THE TASK ▸ Show all lines containing "AnalyticsError" from the data below.

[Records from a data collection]
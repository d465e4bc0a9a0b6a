//! k-means and DBSCAN over the prepared training points.

use crate::preprocessing::model_error;
use linfa::prelude::*;
use linfa_clustering::{Dbscan, KMeans};
use linfa_nn::distance::L2Dist;
use ndarray::{Array1, Array2};
use rand::rngs::StdRng;
use rand::SeedableRng;
use shopper_core::{AnalyticsError, AnalyticsResult};
use tracing::debug;

pub type KMeansModel = KMeans<f64, L2Dist>;

#[derive(Debug, Clone, Copy)]
pub struct KMeansParams {
    pub n_clusters: usize,
    pub n_init: usize,
    pub max_iter: usize,
    pub tolerance: f64,
    pub seed: u64,
}

impl KMeansParams {
    pub fn new(n_clusters: usize, seed: u64) -> Self {
        Self {
            n_clusters,
            n_init: 10,
            max_iter: 300,
            tolerance: 1e-4,
            seed,
        }
    }
}

/// Fits with several seeded restarts and keeps the lowest-inertia run.
/// Returns the model and the label of every point.
pub fn fit_kmeans(
    points: &Array2<f64>,
    params: &KMeansParams,
) -> AnalyticsResult<(KMeansModel, Vec<usize>)> {
    if params.n_clusters == 0 || params.n_clusters > points.nrows() {
        return Err(AnalyticsError::InvalidInput(format!(
            "n_clusters must be between 1 and {}, got {}",
            points.nrows(),
            params.n_clusters
        )));
    }
    let dataset = DatasetBase::from(points.clone());
    let model = KMeans::params_with_rng(params.n_clusters, StdRng::seed_from_u64(params.seed))
        .n_runs(params.n_init.max(1))
        .max_n_iterations(params.max_iter as u64)
        .tolerance(params.tolerance)
        .fit(&dataset)
        .map_err(model_error)?;
    let labels: Array1<usize> = model.predict(points);
    debug!(clusters = params.n_clusters, rows = points.nrows(), "k-means fitted");
    Ok((model, labels.to_vec()))
}

/// Nearest-centroid label for one point.
pub fn predict_one(model: &KMeansModel, point: &[f64]) -> AnalyticsResult<usize> {
    let row = Array2::from_shape_vec((1, point.len()), point.to_vec()).map_err(model_error)?;
    let labels: Array1<usize> = model.predict(&row);
    labels
        .first()
        .copied()
        .ok_or_else(|| AnalyticsError::Model("k-means produced no label".into()))
}

/// `min_samples` counts the point itself. Points that are not
/// density-reachable from a core point are noise (`None`).
pub fn dbscan(
    points: &Array2<f64>,
    eps: f64,
    min_samples: usize,
) -> AnalyticsResult<Vec<Option<usize>>> {
    let labels: Array1<Option<usize>> = Dbscan::params(min_samples)
        .tolerance(eps)
        .check()
        .map_err(model_error)?
        .transform(points);
    Ok(labels.to_vec())
}

#[cfg(test)]
mod tests {
    use super::*;
    use ndarray::array;
    use std::collections::HashSet;

    fn blobs() -> Array2<f64> {
        array![
            [0.0, 0.0],
            [0.1, 0.0],
            [0.0, 0.1],
            [10.0, 10.0],
            [10.1, 10.0],
            [10.0, 10.1],
        ]
    }

    #[test]
    fn test_kmeans_separates_blobs_and_predicts() {
        let points = blobs();
        let (model, labels) = fit_kmeans(&points, &KMeansParams::new(2, 42)).expect("fit");
        assert_eq!(labels[0], labels[1]);
        assert_eq!(labels[1], labels[2]);
        assert_eq!(labels[3], labels[4]);
        assert_ne!(labels[0], labels[3]);
        assert_eq!(predict_one(&model, &[9.0, 9.5]).expect("predict"), labels[3]);
        assert_eq!(predict_one(&model, &[0.5, -0.2]).expect("predict"), labels[0]);
    }

    #[test]
    fn test_kmeans_is_deterministic_for_a_seed() {
        let points = blobs();
        let (_, a) = fit_kmeans(&points, &KMeansParams::new(3, 7)).expect("fit");
        let (_, b) = fit_kmeans(&points, &KMeansParams::new(3, 7)).expect("fit");
        assert_eq!(a, b);
    }

    #[test]
    fn test_kmeans_labels_are_distinct_with_duplicate_points() {
        let points = array![[1.0, 1.0], [1.0, 1.0], [1.0, 1.0], [5.0, 5.0], [9.0, 9.0]];
        let (_, labels) = fit_kmeans(&points, &KMeansParams::new(3, 42)).expect("fit");
        let distinct: HashSet<usize> = labels.iter().copied().collect();
        assert_eq!(distinct.len(), 3);
        assert_eq!(labels[0], labels[2]);
    }

    #[test]
    fn test_kmeans_rejects_more_clusters_than_points() {
        let points = array![[0.0], [1.0]];
        assert!(matches!(
            fit_kmeans(&points, &KMeansParams::new(3, 42)),
            Err(AnalyticsError::InvalidInput(_))
        ));
        assert!(fit_kmeans(&points, &KMeansParams::new(0, 42)).is_err());
    }

    #[test]
    fn test_dbscan_marks_outliers_as_noise() {
        let points = array![
            [0.0, 0.0],
            [0.1, 0.0],
            [0.0, 0.1],
            [10.0, 10.0],
            [10.1, 10.0],
            [10.0, 10.1],
            [50.0, -50.0],
        ];
        let labels = dbscan(&points, 0.5, 3).expect("dbscan");
        assert_eq!(labels[6], None);
        assert!(labels[..3].iter().all(|l| l.is_some() && *l == labels[0]));
        assert!(labels[3..6].iter().all(|l| l.is_some() && *l == labels[3]));
        assert_ne!(labels[0], labels[3]);
    }

    #[test]
    fn test_dbscan_rejects_invalid_parameters() {
        assert!(matches!(
            dbscan(&blobs(), 0.5, 1),
            Err(AnalyticsError::Model(_))
        ));
    }
}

THE COMPLETED TASK ▸
use shopper_core::{AnalyticsError, AnalyticsResult};
        return Err(AnalyticsError::InvalidInput(format!(
        .ok_or_else(|| AnalyticsError::Model("k-means produced no label".into()))
            Err(AnalyticsError::InvalidInput(_))
            Err(AnalyticsError::Model(_))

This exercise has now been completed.